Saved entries

use crate::core::context::AppContext;
use crate::core::errors::AppError;
use crate::domain::dto::users::request::{
    signup_form_fields, ChangePasswordInitiateRequest, ChangePasswordRequest, LoginRequest,
    SignupRequest, VerifyEmailRequest,
};
use crate::domain::dto::users::response::{
    MessageResponse, PendingRequirementsResponse, TokenResponse,
};
use crate::domain::models::auth::{AuthenticatedUser, RequestContext};
use crate::middlewares::AuthMiddleware;

/// 회원가입 폼 필드 메타데이터
///
/// ```json
/// { "fields": { "email": { "form_field_type": "email", "display_name": "Email" }, ... } }
/// ```
#[get("/signup-form-fields")]
pub async fn signup_form() -> HttpResponse {
    HttpResponse::Ok().json(json!({ "fields": signup_form_fields() }))
}

/// 회원가입 핸들러
///
/// 미인증 상태의 계정을 만들고, 인증 OTP 메일을 백그라운드로 보낸 뒤
/// 바로 사용할 수 있는 인증 토큰을 반환합니다.
///
/// # 응답
///
/// ## 성공 (200 OK)
/// ```json
/// { "message": "User login successful", "token": "3f2a9c..." }
/// ```
///
/// ## 실패 사례
/// - 400 `"Password length less than 8 characters"`
/// - 400 `"email: a@b.com already exists in the database"`
///
/// # 사용 예제
///
/// ```bash
/// curl -X POST http://localhost:8080/api/v1/user/signup \
///   -H "Content-Type: application/json" \
///   -d '{"given_name":"Ada","family_name":"Lovelace","email":"ada@example.com","password":"longenough1"}'
/// ```
#[post("/signup")]
pub async fn signup(
    ctx: web::Data<AppContext>,
    request_ctx: RequestContext,
    payload: web::Json<SignupRequest>,
) -> Result<HttpResponse, AppError> {
    let token = ctx
        .user_service
        .signup(&request_ctx, payload.into_inner())
        .await?;

    Ok(HttpResponse::Ok().json(TokenResponse::login_successful(token)))
}

/// 로그인 핸들러
///
/// 같은 사용자의 유효한 토큰이 남아 있으면 그 토큰을 그대로 돌려주고 만료를 연장합니다.
#[post("/login")]
pub async fn login(
    ctx: web::Data<AppContext>,
    request_ctx: RequestContext,
    payload: web::Json<LoginRequest>,
) -> Result<HttpResponse, AppError> {
    let token = ctx
        .user_service
        .login(&request_ctx, payload.into_inner())
        .await?;

    Ok(HttpResponse::Ok().json(TokenResponse::login_successful(token)))
}

#[post("/verify-email", wrap = "AuthMiddleware::new()")]
pub async fn verify_email(
    ctx: web::Data<AppContext>,
    request_ctx: RequestContext,
    user: AuthenticatedUser,
    payload: web::Json<VerifyEmailRequest>,
) -> Result<HttpResponse, AppError> {
    ctx.user_service
        .verify_email(&request_ctx, user.user(), payload.into_inner())
        .await?;

    Ok(HttpResponse::Ok().json(MessageResponse::new("Email verified successfully")))
}

/// 이메일 인증 OTP 재발송
///
/// 마지막 발급 후 30초가 지나지 않았으면 400 `"Resend email otp not allowed"`.
#[post("/resend-email-verification-otp", wrap = "AuthMiddleware::new()")]
pub async fn resend_email_verification_otp(
    ctx: web::Data<AppContext>,
    request_ctx: RequestContext,
    user: AuthenticatedUser,
) -> Result<HttpResponse, AppError> {
    ctx.user_service
        .resend_email_verification_otp(&request_ctx, user.user())
        .await?;

    Ok(HttpResponse::Ok().json(MessageResponse::new("Email verification otp resent")))
}
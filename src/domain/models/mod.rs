//! 도메인 모델
//!
//! 영속화되지 않는 요청 단위 모델과 토큰 키 모델을 정의합니다.
//!
//! - [`auth`] - 인증된 사용자, 요청 컨텍스트
//! - [`token`] - 스코프 기반 캐시 키

pub mod auth;
pub mod token;
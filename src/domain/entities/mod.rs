//! 도메인 엔티티
//!
//! MongoDB 컬렉션에 저장되는 영속 객체들을 정의합니다.

pub mod users;
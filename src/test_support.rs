//! 테스트 공용 구성 요소
//!
//! 메모리 캐시, 메모리 사용자 저장소, 발송 기록용 메일러로 [`AppContext`] 를 구성합니다.

use std::sync::{Arc, Mutex};
use std::time::Duration;

use actix_web::rt;

use crate::caching::memory::MemoryCacheStore;
use crate::config::TokenPolicy;
use crate::core::context::{AppContext, ContextOptions};
use crate::core::errors::AppResult;
use crate::repositories::users::MemoryUserRepository;
use crate::services::mail::{MailMessage, Mailer};

/// 보낸 메일을 기록만 하는 메일러
#[derive(Default)]
pub struct RecordingMailer {
    sent: Mutex<Vec<MailMessage>>,
}

impl RecordingMailer {
    pub fn sent(&self) -> Vec<MailMessage> {
        self.sent.lock().unwrap().clone()
    }

    /// 백그라운드 발송이 `count` 통에 도달할 때까지 기다립니다.
    pub async fn wait_for(&self, count: usize) -> Vec<MailMessage> {
        for _ in 0..300 {
            let sent = self.sent();
            if sent.len() >= count {
                return sent;
            }
            rt::time::sleep(Duration::from_millis(10)).await;
        }
        panic!("expected {} mails, got {:?}", count, self.sent());
    }
}

impl Mailer for RecordingMailer {
    fn send(&self, message: &MailMessage) -> AppResult<()> {
        self.sent.lock().unwrap().push(message.clone());
        Ok(())
    }
}

pub struct TestContext {
    pub app: AppContext,
    pub cache: Arc<MemoryCacheStore>,
    pub users: Arc<MemoryUserRepository>,
    pub mailer: Arc<RecordingMailer>,
}

impl TestContext {
    pub fn new() -> Self {
        let cache = Arc::new(MemoryCacheStore::new());
        let users = Arc::new(MemoryUserRepository::new());
        let mailer = Arc::new(RecordingMailer::default());

        let app = AppContext::new(
            cache.clone(),
            users.clone(),
            mailer.clone(),
            ContextOptions {
                token_policy: TokenPolicy::standard(),
                bcrypt_cost: 4,
                mail_signature: "Regards".to_string(),
                mail_timeout: Duration::from_secs(5),
            },
        );

        Self {
            app,
            cache,
            users,
            mailer,
        }
    }
}
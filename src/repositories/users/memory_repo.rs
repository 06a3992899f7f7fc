//! 프로세스 내 사용자 저장소
//!
//! MongoDB 없이 로컬 개발과 테스트에서 사용합니다.
//! unique 인덱스와 같은 규칙으로 이메일 중복을 거부합니다.

use std::collections::HashMap;
use std::sync::{Mutex, MutexGuard};

use async_trait::async_trait;
use mongodb::bson::{oid::ObjectId, DateTime};

use crate::core::errors::{AppError, AppResult};
use crate::domain::entities::users::{User, UserUpdate};
use crate::repositories::users::{
    duplicate_key, parse_object_id, user_not_found, validate_user, UserStore,
};

#[derive(Default)]
pub struct MemoryUserRepository {
    users: Mutex<HashMap<ObjectId, User>>,
}

impl MemoryUserRepository {
    pub fn new() -> Self {
        Self::default()
    }

    pub fn len(&self) -> usize {
        self.lock().map(|users| users.len()).unwrap_or(0)
    }

    pub fn is_empty(&self) -> bool {
        self.len() == 0
    }

    fn lock(&self) -> AppResult<MutexGuard<'_, HashMap<ObjectId, User>>> {
        self.users
            .lock()
            .map_err(|_| AppError::DatabaseError("user store lock poisoned".to_string()))
    }
}

#[async_trait]
impl UserStore for MemoryUserRepository {
    async fn insert(&self, mut user: User) -> AppResult<User> {
        let now = DateTime::now();
        user.created_at = now;
        user.updated_at = now;
        validate_user(&user)?;

        let mut users = self.lock()?;
        if users.values().any(|existing| existing.email == user.email) {
            return Err(duplicate_key("email", &user.email));
        }

        let id = ObjectId::new();
        user.id = Some(id);
        users.insert(id, user.clone());

        Ok(user)
    }

    async fn find_by_id(&self, id: &str) -> AppResult<User> {
        let object_id = parse_object_id(id)?;

        self.lock()?
            .get(&object_id)
            .cloned()
            .ok_or_else(user_not_found)
    }

    async fn find_by_email(&self, email: &str) -> AppResult<User> {
        self.lock()?
            .values()
            .find(|user| user.email == email)
            .cloned()
            .ok_or_else(user_not_found)
    }

    async fn update(&self, id: &str, changes: &UserUpdate) -> AppResult<User> {
        let object_id = parse_object_id(id)?;

        let mut users = self.lock()?;
        let user = users.get_mut(&object_id).ok_or_else(user_not_found)?;
        changes.apply(user, DateTime::now());

        Ok(user.clone())
    }
}
//! 요청 컨텍스트 미들웨어
//!
//! 요청마다 [`RequestContext`] 를 만들어 extension 에 저장하고,
//! 응답에 `X-Request-Id` 헤더를 붙입니다. 시작/종료 시점과 처리 시간을 로그로 남깁니다.

use std::future::{ready, Ready};
use std::rc::Rc;
use std::time::Instant;

use actix_web::dev::{forward_ready, Service, ServiceRequest, ServiceResponse, Transform};
use actix_web::http::header::{HeaderName, HeaderValue};
use actix_web::{Error, HttpMessage};
use futures_util::future::LocalBoxFuture;
use log::info;

use crate::domain::models::auth::RequestContext;

pub const REQUEST_ID_HEADER: &str = "x-request-id";

#[derive(Debug, Clone, Copy, Default)]
pub struct RequestContextMiddleware;

impl<S, B> Transform<S, ServiceRequest> for RequestContextMiddleware
where
    S: Service<ServiceRequest, Response = ServiceResponse<B>, Error = Error> + 'static,
    S::Future: 'static,
    B: 'static,
{
    type Response = ServiceResponse<B>;
    type Error = Error;
    type Transform = RequestContextService<S>;
    type InitError = ();
    type Future = Ready<Result<Self::Transform, Self::InitError>>;

    fn new_transform(&self, service: S) -> Self::Future {
        ready(Ok(RequestContextService {
            service: Rc::new(service),
        }))
    }
}

pub struct RequestContextService<S> {
    service: Rc<S>,
}

impl<S, B> Service<ServiceRequest> for RequestContextService<S>
where
    S: Service<ServiceRequest, Response = ServiceResponse<B>, Error = Error> + 'static,
    S::Future: 'static,
    B: 'static,
{
    type Response = ServiceResponse<B>;
    type Error = Error;
    type Future = LocalBoxFuture<'static, Result<Self::Response, Self::Error>>;

    forward_ready!(service);

    fn call(&self, req: ServiceRequest) -> Self::Future {
        let service = self.service.clone();

        Box::pin(async move {
            let started = Instant::now();
            let request_ctx = RequestContext::new();
            let request_id = request_ctx.request_id.clone();

            info!("[{}] → {} {}", request_id, req.method(), req.path());
            req.extensions_mut().insert(request_ctx);

            let mut res = service.call(req).await?;

            if let Ok(value) = HeaderValue::from_str(&request_id) {
                res.headers_mut()
                    .insert(HeaderName::from_static(REQUEST_ID_HEADER), value);
            }

            let user_id = res
                .request()
                .extensions()
                .get::<RequestContext>()
                .and_then(|rc| rc.user_id.clone())
                .unwrap_or_else(|| "-".to_string());

            info!(
                "[{}] ← {} user_id={} ({:?})",
                request_id,
                res.status().as_u16(),
                user_id,
                started.elapsed()
            );
            Ok(res)
        })
    }
}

## Your task
Across the entries, tally every line that contains the word "Duration" and report the sum by itself.

## Exercise solution
3